A “trip” here is not about shortest paths or any optimization criterion. The only rule is that a valid trip cannot reuse an edge. Since drivers are unpredictable, multiple different edge-simple routes between two cities may exist. If there is exactly one possible simple route between S and E, then we can predict the trip and answer YES. If there are multiple distinct possibilities, or at least two different ways to traverse edges from S to E, the answer is NO.
The constraints immediately rule out any solution that tries to recompute connectivity or path structure per query using BFS or DFS. With up to 100,000 queries and 100,000 edges, even O(N + M) per query would be far too slow. We need a global preprocessing structure that compresses all redundant structure in the graph into something tree-like.
A key subtle case appears in graphs with cycles. For example, consider a simple triangle 1-2-3-1. Between 1 and 3 there are two different valid paths: 1-3 directly or 1-2-3. So any pair of nodes inside a cycle should produce NO unless the graph structure collapses them into a single forced route.
Another edge case is a tree. If the graph is already a tree (M = N - 1), then every pair of nodes has exactly one simple path, so every query should return YES.

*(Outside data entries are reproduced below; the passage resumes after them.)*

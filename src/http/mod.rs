//! HTTP surface: routing table, shared state and handlers.

mod application;
mod employee;
mod error;
mod extract;
mod job_title;
mod material;
mod object;
mod role;
mod session;
mod user;
mod work_time;

use std::sync::Arc;

use axum::{
    middleware,
    routing::{delete, get, post, put, MethodRouter},
    Router,
};
use axum_extra::extract::CookieJar;
use serde::{Deserialize, Deserializer};

use crate::{
    config,
    db::{session::Handle, Store},
    guard::{self, rights, Permission},
    wtt,
};

pub use self::error::{Error, FieldErrors};

use self::extract::{Json, Path, Query};

pub type SharedAppState = Arc<AppState>;

pub struct AppState {
    pub store: Arc<dyn Store>,
    pub session: config::Session,
    pub clock: wtt::Clock,
}

/// Roles allowed to work with client applications.
const SALES: &[&str] = &[guard::ADMIN, guard::MARKETER];

const ADMIN: &[&str] = &[guard::ADMIN];

pub fn router(state: SharedAppState) -> Router {
    use Permission::{AnyRole, Authenticated, Right};

    let gate = |permission: Permission, route: MethodRouter<SharedAppState>| {
        route.route_layer(middleware::from_fn_with_state(
            (state.clone(), permission),
            guard::enforce,
        ))
    };

    Router::<SharedAppState>::new()
        .slashed("/api/login", post(session::login))
        .slashed("/api/logout", post(session::logout))
        .slashed("/api/check-login", get(session::check_login))
        .slashed(
            "/api/users",
            gate(Right(rights::VIEW_USERS), get(user::list))
                .merge(gate(Right(rights::MANAGE_USERS), post(user::create))),
        )
        .slashed(
            "/api/users/:id",
            gate(
                Right(rights::MANAGE_USERS),
                put(user::update).patch(user::update).delete(user::delete),
            ),
        )
        .slashed(
            "/api/roles",
            gate(Right(rights::VIEW_ROLES), get(role::list))
                .merge(gate(Right(rights::MANAGE_ROLES), post(role::create))),
        )
        .slashed(
            "/api/roles/:id",
            gate(
                Right(rights::MANAGE_ROLES),
                put(role::update).patch(role::update).delete(role::delete),
            ),
        )
        .slashed(
            "/api/roles/:id/rights",
            gate(Right(rights::VIEW_ROLES), get(role::list_granted)).merge(
                gate(Right(rights::MANAGE_ROLES), put(role::replace_granted)),
            ),
        )
        .slashed(
            "/api/rights",
            gate(Right(rights::VIEW_ROLES), get(role::list_rights)),
        )
        .slashed(
            "/api/job-titles",
            gate(Right(rights::VIEW_JOB_TITLES), get(job_title::list)).merge(
                gate(Right(rights::MANAGE_JOB_TITLES), post(job_title::create)),
            ),
        )
        .slashed(
            "/api/job-titles/:id",
            gate(
                Right(rights::MANAGE_JOB_TITLES),
                put(job_title::update)
                    .patch(job_title::update)
                    .delete(job_title::delete),
            ),
        )
        .slashed(
            "/api/objects",
            gate(Right(rights::VIEW_OBJECTS), get(object::list))
                .merge(gate(Right(rights::ADD_OBJECT), post(object::create))),
        )
        .slashed(
            "/api/objects/:id",
            gate(
                Right(rights::EDIT_OBJECT),
                put(object::update).patch(object::update),
            )
            .merge(gate(Right(rights::DELETE_OBJECT), delete(object::delete))),
        )
        .slashed(
            "/api/materials",
            gate(Right(rights::VIEW_MATERIALS), get(material::list)).merge(
                gate(Right(rights::ADD_MATERIAL), post(material::create)),
            ),
        )
        .slashed(
            "/api/materials/:id",
            gate(
                Right(rights::EDIT_MATERIAL),
                put(material::update).patch(material::update),
            )
            .merge(gate(
                Right(rights::DELETE_MATERIAL),
                delete(material::delete),
            )),
        )
        .slashed(
            "/api/employees",
            gate(Right(rights::VIEW_EMPLOYEES), get(employee::list)).merge(
                gate(Right(rights::ADD_EMPLOYEE), post(employee::create)),
            ),
        )
        .slashed(
            "/api/employees/:id",
            gate(
                Right(rights::EDIT_EMPLOYEE),
                put(employee::update).patch(employee::update),
            )
            .merge(gate(
                Right(rights::DELETE_EMPLOYEE),
                delete(employee::delete),
            )),
        )
        .slashed(
            "/api/application-types",
            gate(Authenticated, get(application::list_types)).merge(gate(
                Right(rights::MANAGE_APP_TYPES),
                post(application::create_type),
            )),
        )
        .slashed(
            "/api/application-types/:id",
            gate(
                Right(rights::MANAGE_APP_TYPES),
                put(application::update_type)
                    .patch(application::update_type)
                    .delete(application::delete_type),
            ),
        )
        .slashed(
            "/api/application-statuses",
            gate(Authenticated, get(application::list_statuses)).merge(gate(
                Right(rights::MANAGE_APP_STATUSES),
                post(application::create_status),
            )),
        )
        .slashed(
            "/api/application-statuses/:id",
            gate(
                Right(rights::MANAGE_APP_STATUSES),
                put(application::update_status)
                    .patch(application::update_status)
                    .delete(application::delete_status),
            ),
        )
        .slashed(
            "/api/applications",
            gate(AnyRole(SALES), get(application::list))
                .merge(post(application::create)),
        )
        .slashed(
            "/api/applications/:id",
            gate(
                AnyRole(SALES),
                put(application::update)
                    .patch(application::update)
                    .delete(application::delete),
            ),
        )
        .slashed(
            "/api/wtt/start",
            gate(Right(rights::TRACK_TIME), post(work_time::start)),
        )
        .slashed(
            "/api/wtt/stop",
            gate(Right(rights::TRACK_TIME), post(work_time::stop)),
        )
        .slashed(
            "/api/wtt/updateWTT",
            gate(
                AnyRole(ADMIN),
                put(work_time::update).patch(work_time::update),
            ),
        )
        .slashed(
            "/api/wtt/deleteWTT",
            gate(AnyRole(ADMIN), delete(work_time::delete)),
        )
        .slashed(
            "/api/wtt/listWTT",
            gate(Right(rights::VIEW_WTT), get(work_time::list)),
        )
        .slashed("/api/wtt/my", gate(Authenticated, get(work_time::my)))
        .with_state(state)
}

trait Slashed {
    /// Registers `route` at `path` both with and without a trailing slash.
    fn slashed(self, path: &str, route: MethodRouter<SharedAppState>) -> Self;
}

impl Slashed for Router<SharedAppState> {
    fn slashed(self, path: &str, route: MethodRouter<SharedAppState>) -> Self {
        self.route(path, route.clone())
            .route(&format!("{path}/"), route)
    }
}

/// Extracts the session handle from the configured cookie, if well-formed.
pub fn session_handle(
    jar: &CookieJar,
    config: &config::Session,
) -> Option<Handle> {
    jar.get(&config.cookie_name)?
        .value()
        .parse::<uuid::Uuid>()
        .ok()
        .map(Handle::from)
}

/// Tells an explicit `null` (`Some(None)`) from an absent field (`None`)
/// when paired with `#[serde(default)]`.
fn nullable<'de, T, D>(deserializer: D) -> Result<Option<Option<T>>, D::Error>
where
    T: Deserialize<'de>,
    D: Deserializer<'de>,
{
    Option::<T>::deserialize(deserializer).map(Some)
}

Finally, a bridge-heavy graph can still contain cycles in some regions while being tree-like between regions. Queries that cross cycle components behave differently from those inside them, so we need a decomposition that separates “cycle freedom” from “tree rigidity”.
Approaches
A direct approach for a single query is to run a DFS or BFS from S to E and attempt to determine whether more than one simple path exists. However, detecting uniqueness of a path is not the same as finding one path. One would need to explore all possible routes or detect cycles affecting the path, which quickly degenerates into exponential behavior in dense components. Even attempting to run a DFS per query costs O(N + M), which is too large for 10^5 queries.
The core observation is that uniqueness of paths fails exactly when the graph contains cycles that lie on or influence the route between two nodes. If we compress every maximal 2-edge-connected component (biconnected component) into a single node, the resulting structure becomes a tree. Inside a tree, between any two nodes, there is exactly one simple path. The ambiguity only exists inside biconnected components.
So the problem reduces to identifying whether two query nodes lie in the same cycle-containing region in a way that allows multiple routes. More precisely, after building the block tree of biconnected components and bridges, we can answer whether the path between S and E passes through any cycle component that introduces branching. In practice, this becomes a standard articulation-point and biconnected component decomposition using Tarjan’s algorithm, followed by building a tree over components and answering LCA-based queries.
Once the block tree is built, every node belongs to a component node. If S and E map to the same component, the answer is YES if that component is a bridge chain (i.e., no cycles inside that component beyond a single path). If they lie in different components, the path between their component nodes in the block tree is unique, so ambiguity only exists if any component along the path is cyclic. This can be precomputed by marking whether each component has more than one edge internally.
We then reduce each query to a path query on a tree with marked “cycle components”, and we can use LCA preprocessing plus prefix aggregation on root paths.
| Approach | Time Complexity | Space Complexity | Verdict |
|---|---|---|---|
| Brute Force DFS per query | O(Q(N + M)) | O(N + M) | Too slow |
| Biconnected components + LCA | O(N + M + Q log N) | O(N + M) | Accepted |
Algorithm Walkthrough
We transform the graph into a structure where uniqueness of paths becomes easy to reason about.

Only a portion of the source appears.